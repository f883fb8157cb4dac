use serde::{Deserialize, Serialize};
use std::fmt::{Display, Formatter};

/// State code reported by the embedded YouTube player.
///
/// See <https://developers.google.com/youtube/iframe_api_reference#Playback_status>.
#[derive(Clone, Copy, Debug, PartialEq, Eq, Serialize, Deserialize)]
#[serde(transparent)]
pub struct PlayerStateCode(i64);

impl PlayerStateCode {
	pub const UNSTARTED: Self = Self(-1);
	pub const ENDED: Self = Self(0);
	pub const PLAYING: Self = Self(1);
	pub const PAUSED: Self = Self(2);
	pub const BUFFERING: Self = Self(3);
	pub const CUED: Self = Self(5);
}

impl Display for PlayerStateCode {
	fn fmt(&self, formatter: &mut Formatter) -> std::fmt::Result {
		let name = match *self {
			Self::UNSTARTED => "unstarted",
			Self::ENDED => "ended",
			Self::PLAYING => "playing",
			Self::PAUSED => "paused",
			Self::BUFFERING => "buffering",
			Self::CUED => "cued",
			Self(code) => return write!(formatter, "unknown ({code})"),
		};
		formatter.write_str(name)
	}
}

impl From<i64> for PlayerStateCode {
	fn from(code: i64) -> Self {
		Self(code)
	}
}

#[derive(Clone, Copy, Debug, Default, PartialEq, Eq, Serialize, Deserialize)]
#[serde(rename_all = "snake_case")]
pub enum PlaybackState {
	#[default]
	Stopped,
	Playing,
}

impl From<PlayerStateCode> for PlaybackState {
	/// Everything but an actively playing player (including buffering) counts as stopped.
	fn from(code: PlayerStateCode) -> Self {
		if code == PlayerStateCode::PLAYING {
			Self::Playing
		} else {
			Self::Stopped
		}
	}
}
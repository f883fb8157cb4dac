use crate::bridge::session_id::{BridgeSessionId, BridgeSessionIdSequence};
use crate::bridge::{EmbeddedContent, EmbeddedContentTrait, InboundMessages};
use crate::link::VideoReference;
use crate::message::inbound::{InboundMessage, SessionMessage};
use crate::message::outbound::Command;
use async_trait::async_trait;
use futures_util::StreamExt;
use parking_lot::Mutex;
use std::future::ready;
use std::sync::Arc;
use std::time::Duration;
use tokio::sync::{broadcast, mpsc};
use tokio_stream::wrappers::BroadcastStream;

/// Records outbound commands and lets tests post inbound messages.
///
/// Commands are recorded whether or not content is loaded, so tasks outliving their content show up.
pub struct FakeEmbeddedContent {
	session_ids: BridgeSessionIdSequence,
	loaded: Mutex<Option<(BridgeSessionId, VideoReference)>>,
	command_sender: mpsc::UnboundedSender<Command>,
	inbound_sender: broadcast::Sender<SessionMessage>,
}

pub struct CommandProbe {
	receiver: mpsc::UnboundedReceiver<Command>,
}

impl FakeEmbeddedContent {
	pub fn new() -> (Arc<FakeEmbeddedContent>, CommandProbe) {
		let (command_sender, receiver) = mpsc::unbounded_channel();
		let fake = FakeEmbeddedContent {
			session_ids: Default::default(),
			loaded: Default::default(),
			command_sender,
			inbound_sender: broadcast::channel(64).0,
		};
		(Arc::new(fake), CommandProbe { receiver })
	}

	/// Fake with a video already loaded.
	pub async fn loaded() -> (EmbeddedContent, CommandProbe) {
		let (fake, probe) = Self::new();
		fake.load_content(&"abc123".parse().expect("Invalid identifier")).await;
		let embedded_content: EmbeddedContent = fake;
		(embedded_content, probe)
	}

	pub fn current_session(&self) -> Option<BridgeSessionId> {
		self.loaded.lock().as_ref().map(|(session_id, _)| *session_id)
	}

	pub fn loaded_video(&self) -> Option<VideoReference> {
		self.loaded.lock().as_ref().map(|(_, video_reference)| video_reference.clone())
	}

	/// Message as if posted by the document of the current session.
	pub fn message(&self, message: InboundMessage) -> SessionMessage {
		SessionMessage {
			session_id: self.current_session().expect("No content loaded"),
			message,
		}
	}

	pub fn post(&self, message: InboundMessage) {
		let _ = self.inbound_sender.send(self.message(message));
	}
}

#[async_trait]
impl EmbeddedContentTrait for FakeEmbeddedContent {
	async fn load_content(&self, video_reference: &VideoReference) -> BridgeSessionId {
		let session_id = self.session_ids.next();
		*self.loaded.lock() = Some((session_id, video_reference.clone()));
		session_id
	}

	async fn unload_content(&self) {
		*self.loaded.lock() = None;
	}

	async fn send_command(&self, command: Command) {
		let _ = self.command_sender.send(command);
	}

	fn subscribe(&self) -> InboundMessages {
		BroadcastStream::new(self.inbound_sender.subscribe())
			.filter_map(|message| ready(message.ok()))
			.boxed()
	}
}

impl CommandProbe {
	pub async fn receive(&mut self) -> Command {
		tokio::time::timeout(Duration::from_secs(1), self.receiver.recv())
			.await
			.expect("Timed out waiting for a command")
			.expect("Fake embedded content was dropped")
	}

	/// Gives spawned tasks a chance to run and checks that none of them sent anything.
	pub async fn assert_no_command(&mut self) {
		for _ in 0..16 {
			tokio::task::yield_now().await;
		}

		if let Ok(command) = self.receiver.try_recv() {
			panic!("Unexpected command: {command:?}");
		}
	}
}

________

#### Exercise:
Looking at the listing above, which lines hold "Mutex"? Copy every such line.

#### Finished task:
use parking_lot::Mutex;
	loaded: Mutex<Option<(BridgeSessionId, VideoReference)>>,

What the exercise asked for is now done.